It was last year when Bormaheco proprietor, tito Boy Cervantes, along with my jolly nephew, Jon Magallanes Cervantes, revealed their plans of putting up a high-end restaurant and bar at the Roof Deck of the Cervantes family’s then newly built Bormaheco Building II. The building is situated at the Bormaheco Compound along the busy section of J.P. Laurel Avenue, Davao City. With business partners cum friends namely T.J. Aviles, Poypoy Canusa, B. Canusa and Brian Good, the sleek and chic Omerta Bistro + Lounge was opened to the public in time for the holiday season 2019.
Naming the restaurant/bistro “Omerta” came from a Mario Puzo novel as suggested by Poypoy Canusa. The Canusas are the official building contractor for the Bormaheco Compound structures. The Italian word “Omerta” as practiced by the Italian mafias, is a “code of silence about a criminal activity and a refusal to give evidence to authorities.” The code of silence and secrecy forbids members from betraying their “brothers” to authorities or rival gangs. The Omerta Code of Silence professes, “He who is deaf, blind and silent will live.” Oh yes, the penalty for disobeying the oath is death.
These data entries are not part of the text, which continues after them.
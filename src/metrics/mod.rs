//! Metrics for the ETL pipeline
//!
//! Each pipeline phase defines its own metrics in a dedicated submodule.
//! Recording goes through the `metrics` facade and is a no-op until a
//! recorder is installed by [`init_metrics`].

pub mod fetch;
pub mod load;
pub mod registry;
pub mod transform;

pub use fetch::FetchMetrics;
pub use load::LoadMetrics;
pub use transform::TransformMetrics;

use std::sync::Once;
use tracing::{info, warn};

static INIT: Once = Once::new();

/// Install the Prometheus exporter when a listen address is configured.
///
/// Idempotent. Must be called from inside a tokio runtime because the
/// exporter serves `/metrics` on a background task.
pub fn init_metrics(listen_addr: Option<&str>) {
    let Some(addr_str) = listen_addr else {
        return;
    };
    INIT.call_once(|| {
        let addr = match addr_str.parse::<std::net::SocketAddr>() {
            Ok(addr) => addr,
            Err(e) => {
                warn!("Invalid metrics addr '{}': {}; exporter disabled", addr_str, e);
                return;
            }
        };
        match metrics_exporter_prometheus::PrometheusBuilder::new()
            .with_http_listener(addr)
            .install()
        {
            Ok(()) => {
                info!("Prometheus exporter listening on http://{}/metrics", addr);
                registry::register_all_metrics();
            }
            Err(e) => warn!("Failed to install Prometheus exporter: {}", e),
        }
    });
}

/// Per-phase metric registration and documentation.
pub trait PhaseMetrics {
    fn register_metrics();

    fn phase_name() -> &'static str;

    fn metrics_documentation() -> Vec<MetricDoc>;
}

#[derive(Debug, Clone)]
pub struct MetricDoc {
    pub name: &'static str,
    pub metric_type: MetricType,
    pub help: &'static str,
}

#[derive(Debug, Clone, PartialEq, Eq)]
pub enum MetricType {
    Counter,
    Histogram,
}

/// Naming convention: taxi_{phase}_{metric_name}[_total]
macro_rules! phase_metric {
    (counter, $phase:literal, $name:literal) => {
        concat!("taxi_", $phase, "_", $name, "_total")
    };
    (histogram, $phase:literal, $name:literal) => {
        concat!("taxi_", $phase, "_", $name)
    };
}

pub(crate) use phase_metric;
But I assure you, there’s no criminal activity or monkey business going on at Davao’s Omerta Bistro + Lounge. It’s the latest venue for gourmands, foodies and yes, even restaurateurs checking out the new competition in the food business.
So as the name suggests, Omerta offers a fresh and contemporary version of rich Italian flavors with some well-loved Spanish dishes that are quite popular as comfort food served on special occasions for Davaoenos. “The goal is to transform the way Davaoenos or Mindanaoans for that matter will appreciate Italian and Spanish cuisines served with a home-cooked touch at the stylish and chic Omerta Bistro + Lounge setting,” so revealed the restaurateur and Omerta PR man, Paul Garcia, without worries about a code of silence regarding the bistro. Italian and Spanish cuisines are among the global cuisines that Pinoys are so fond of.
Naturally, the three iconic traditional Italian dishes of pasta, pizza and risotto are deliciously offered at Omerta by its New York-trained chef, Allen Qua from Manila. On a night out at Omerta with visiting relatives Monina Suarez Magallanes from Australia and Judy Magallanes Cervantes from Manila along with my brother Paul and his wife, Mimay, we ordered the chef’s recommendation for the primo (appetizer), secondo (main course), contorto (a platter of veggies which accompanies the main course) and dolce (dessert) to end the meal.
We started the dinner with the Caesar salad with grilled chicken and chef Allen’s special salad dressing which was quite a new and refreshing taste for us. Next came the Spanish chorizo frito fried in olive oil, garlic and chili peppers; plus the tender salpicao of marinated beef tenderloin cooked with lots of garlic and chili flakes on it. Yummy, indeed. Of course we had to try the meat lover’s pizza of marinara sauce with a generous topping of pepperoni, Italian sausage, bacon and mozzarella cheese.
For the secondo, we just had to have our fill of paella mixta of saffron rice mixed with seafood, chorizo, smoked bacon, and chicken cooked until the sacarrat (the crunchy layer of rice at the bottom of the paellera) was formed. Chef Allen’s paella version tastes different from the traditional paella served in most Spanish restos. It had a distinct flavorful taste all its own which we loved. We also ordered the roast beef belly of a four-hour roasted US Creekstone beef (which came served with mushroom au jus, apple sauce and a hot sauce concoctionof your choice) and potatoes and buttered vegetables. The baked rosemary chicken in cream truffle mashed potato was rather dry that you really have to sprinkle the chicken au jus on it to moisten it.
To end the meal, we had our taste of pastry chef Bea Qua’s delightful dessert of Malagos dark chocolate truffle. Sweet-toothed we Ilonggos are, we just loved the layer after layer of moist chocolate cake, truffle filling, ganache and the light dusting of cocoa powder. Thanks to Omerta, we were given a complimentary plate of dark chocolate cigars which are chocolate-covered cookie tuiles filled with mascarpone and cream cheese paste which is Omerta’s take on the classic Sicilian cannoli.
My fourth visit to Omerta with the artiste Ann Tiukinhoy-Pamintuan as guest was on a lunchtime. Believe me, finding a parking space was truly horrific if not for Archt. Tintin Kong-Canusa who assured us of a slot. But, according to Ann, it was worth the parking trouble with what we had for our Omerta lunch. Honestly, I prefer dining in Omerta at night when it’s cooler and calmer and the darkness covers the unsightly scene of the rusty roofing of structures in the vicinity. You see it all, for after all, you’re on the seventh floor of the building.